More than ever, the time to let people know about the venue is just before, or during its opening.

 

Think laterally. Tell family and friends, and ask them to tell their family and friends. Set up social media accounts and get to work on them. Email food and drink publications, like DishCult, to let them know why the venue will be the next best thing.

 

Print posters and disseminate them widely. If the venue is in a street precinct or trader’s association, let them know. Get onside with retail neighbours and ask them to spread the word. Start a newsletter if inclined.

 

There’s so many approaches to consider; leave no stone unturned in getting people through the doors.

 

Timing is key

 

When a venue opens may be as important as how it opens. A critical variable to consider is the weather. Customers may not want to line up in the pouring rain for a smoothie, or want a bowl of minestrone soup in the sunshine. If the weather is expected to be bad, consider delaying or bringing forward the opening.

 

Another factor is the day/date. If located in the CBD – with a concentration of clientele expected to be office workers – it may be worth a grand opening on a weekday, around lunchtime. A weekend may be best for a suburban café, bar or restaurant, as diners will likely be at home with more leisure time to eat out.

 

Consider a promotion

 

After watching the development of a new venue, or the reinvention of an existing one, by-passers may be adventurous and eager to give it a shot. But, in deciding between a new venue and a more established one with strong reviews, they may want to stick with what they know.

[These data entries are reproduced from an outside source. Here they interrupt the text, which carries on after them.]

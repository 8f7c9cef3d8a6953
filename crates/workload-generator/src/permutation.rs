//! Keyed format-preserving permutation of `[0, domain)`.
//!
//! A balanced Feistel network permutes the smallest even-width bit space
//! covering the domain. Outputs outside the domain are fed back through
//! the network (cycle walking) until they land inside it. The bit space is
//! less than four times the domain, so the expected walk is short, and the
//! permutation needs no memory beyond its round keys.

use crate::seed::splitmix64;

const ROUNDS: usize = 6;

/// Bijection on `[0, domain)` selected by a 64-bit key.
#[derive(Debug, Clone)]
pub struct Permutation {
    domain: u64,
    half_bits: u32,
    mask: u64,
    round_keys: [u64; ROUNDS],
}

impl Permutation {
    /// Create a permutation over `[0, domain)`. A zero domain is treated
    /// as one element.
    pub fn new(domain: u64, key: u64) -> Self {
        let domain = domain.max(1);
        let bits = 64 - (domain - 1).leading_zeros();
        let half_bits = bits.div_ceil(2).max(1);
        let mask = (1u64 << half_bits) - 1;

        let mut round_keys = [0u64; ROUNDS];
        let mut state = key;
        for round_key in round_keys.iter_mut() {
            state = splitmix64(state);
            *round_key = state;
        }

        Self {
            domain,
            half_bits,
            mask,
            round_keys,
        }
    }

    /// Number of elements permuted.
    pub fn domain(&self) -> u64 {
        self.domain
    }

    /// Image of `index`. `index` must be below [`Permutation::domain`].
    pub fn apply(&self, index: u64) -> u64 {
        debug_assert!(index < self.domain);
        let mut x = index;
        loop {
            x = self.encrypt(x);
            if x < self.domain {
                return x;
            }
        }
    }

    fn encrypt(&self, x: u64) -> u64 {
        let mut left = (x >> self.half_bits) & self.mask;
        let mut right = x & self.mask;
        for key in &self.round_keys {
            let mixed = left ^ (splitmix64(right ^ key) & self.mask);
            left = right;
            right = mixed;
        }
        (left << self.half_bits) | right
    }
}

From a diner’s perspective, there’s always the opportunity cost to consider.

 

So entice them in. Consider an irresistible deal, discount or promotion that persuades diners to go with the new place in town. While there may be some risk involved, a good promotion can generate publicity and will tempt first-timers to the venue.

 

If the product, service and experience are great, future promotions may not be needed to encourage a return.

 

Set plans and procedures ahead of time

 

It’s a perfect day, a great deal has persuaded locals through the door, and an aunt has told her hairdresser who’s coming along with their family. There’s a big line out the front and excitement in the air. The only problem is that the venue has run out of stock, cash-flow is short, and/or staff have cancelled at the last minute. The end result may be an early closure, and disappointed customers.

 

It’s hospitality, so things can go wrong, and it may take some time to get into a groove. But, the opening will be made smoother through strict protocols that account for a variety of different possibilities. Do everything possible to minimise human error. Keep adjusting until these procedures are air-tight, as the few weeks post-opening are critical.

 

A grand opening isn’t the be-all-and-end-all to a successful venue. But, how a business opens may set the tone. So think carefully about when and how the venue opens, and what plans are in place post-opening.

 

Disclaimer: This guide is general in nature and does not take into account your individual circumstances. Before acting on any information, you should consider whether this is right for your business.